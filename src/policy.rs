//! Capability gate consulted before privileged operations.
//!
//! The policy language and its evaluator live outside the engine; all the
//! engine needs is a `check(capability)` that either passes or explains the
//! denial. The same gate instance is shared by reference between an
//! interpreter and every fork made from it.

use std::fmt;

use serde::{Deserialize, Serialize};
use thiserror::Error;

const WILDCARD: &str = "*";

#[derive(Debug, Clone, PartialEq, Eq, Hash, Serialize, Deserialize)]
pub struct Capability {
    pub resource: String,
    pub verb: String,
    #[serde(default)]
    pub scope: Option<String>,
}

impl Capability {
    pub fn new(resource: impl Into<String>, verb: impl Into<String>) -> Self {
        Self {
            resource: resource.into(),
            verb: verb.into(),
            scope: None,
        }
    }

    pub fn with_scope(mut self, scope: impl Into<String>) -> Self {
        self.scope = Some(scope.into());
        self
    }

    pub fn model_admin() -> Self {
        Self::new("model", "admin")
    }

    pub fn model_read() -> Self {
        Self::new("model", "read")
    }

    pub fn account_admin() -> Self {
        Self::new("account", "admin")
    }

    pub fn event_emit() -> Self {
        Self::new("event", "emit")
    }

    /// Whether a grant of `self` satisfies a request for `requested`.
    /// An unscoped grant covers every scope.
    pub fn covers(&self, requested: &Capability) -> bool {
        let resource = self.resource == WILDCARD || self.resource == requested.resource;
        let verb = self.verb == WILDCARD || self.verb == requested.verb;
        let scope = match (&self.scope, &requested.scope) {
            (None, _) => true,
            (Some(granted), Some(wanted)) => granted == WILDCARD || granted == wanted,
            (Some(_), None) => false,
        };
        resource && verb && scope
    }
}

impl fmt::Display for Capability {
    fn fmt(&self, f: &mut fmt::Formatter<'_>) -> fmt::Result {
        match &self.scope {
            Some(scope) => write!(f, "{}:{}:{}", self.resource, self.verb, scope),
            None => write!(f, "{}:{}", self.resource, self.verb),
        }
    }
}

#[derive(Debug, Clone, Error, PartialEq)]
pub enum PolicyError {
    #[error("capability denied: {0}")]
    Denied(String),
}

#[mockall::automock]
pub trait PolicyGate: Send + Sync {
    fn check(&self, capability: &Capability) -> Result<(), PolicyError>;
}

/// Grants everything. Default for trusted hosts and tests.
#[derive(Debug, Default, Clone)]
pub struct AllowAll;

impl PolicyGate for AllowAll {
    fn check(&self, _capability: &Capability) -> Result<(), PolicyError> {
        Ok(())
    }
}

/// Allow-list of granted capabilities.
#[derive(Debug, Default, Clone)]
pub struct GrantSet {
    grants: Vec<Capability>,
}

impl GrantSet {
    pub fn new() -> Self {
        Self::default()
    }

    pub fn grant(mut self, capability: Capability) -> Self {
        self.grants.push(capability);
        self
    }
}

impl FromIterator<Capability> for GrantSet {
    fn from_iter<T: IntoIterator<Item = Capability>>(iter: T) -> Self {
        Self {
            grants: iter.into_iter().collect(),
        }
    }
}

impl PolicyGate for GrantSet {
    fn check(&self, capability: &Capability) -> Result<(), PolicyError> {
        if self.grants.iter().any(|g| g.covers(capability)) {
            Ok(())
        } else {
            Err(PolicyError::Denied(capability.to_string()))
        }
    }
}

--

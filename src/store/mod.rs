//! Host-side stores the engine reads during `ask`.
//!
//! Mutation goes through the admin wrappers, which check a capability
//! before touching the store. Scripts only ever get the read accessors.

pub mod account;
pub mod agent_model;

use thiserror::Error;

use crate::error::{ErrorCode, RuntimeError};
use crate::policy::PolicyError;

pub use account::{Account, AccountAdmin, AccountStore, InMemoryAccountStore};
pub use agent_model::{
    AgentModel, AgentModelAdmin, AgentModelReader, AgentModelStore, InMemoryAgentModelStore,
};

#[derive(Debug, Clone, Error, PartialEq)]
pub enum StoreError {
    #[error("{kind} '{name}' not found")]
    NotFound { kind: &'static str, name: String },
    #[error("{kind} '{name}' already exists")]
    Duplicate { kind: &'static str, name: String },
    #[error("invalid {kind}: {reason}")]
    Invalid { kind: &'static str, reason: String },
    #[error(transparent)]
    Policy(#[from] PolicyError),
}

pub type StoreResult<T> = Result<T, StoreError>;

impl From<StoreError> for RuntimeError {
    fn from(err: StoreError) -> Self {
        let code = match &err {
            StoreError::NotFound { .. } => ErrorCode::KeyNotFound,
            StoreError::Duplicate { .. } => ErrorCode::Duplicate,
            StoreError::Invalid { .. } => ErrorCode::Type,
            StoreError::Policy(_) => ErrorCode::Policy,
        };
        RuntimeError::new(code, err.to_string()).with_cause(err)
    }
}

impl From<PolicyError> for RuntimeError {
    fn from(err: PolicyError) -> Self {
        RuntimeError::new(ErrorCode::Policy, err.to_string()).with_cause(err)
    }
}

> [What is needed]:
Lines wanted from the listing above: the line with "filename src/policy.rs" up to and including the line with "const WILDCARD: &str". Please write them out exactly, adding nothing else.

> [Answer space]:
filename src/policy.rs
//! Capability gate consulted before privileged operations.
//!
//! The policy language and its evaluator live outside the engine; all the
//! engine needs is a `check(capability)` that either passes or explains the
//! denial. The same gate instance is shared by reference between an
//! interpreter and every fork made from it.

use std::fmt;

use serde::{Deserialize, Serialize};
use thiserror::Error;

const WILDCARD: &str = "*";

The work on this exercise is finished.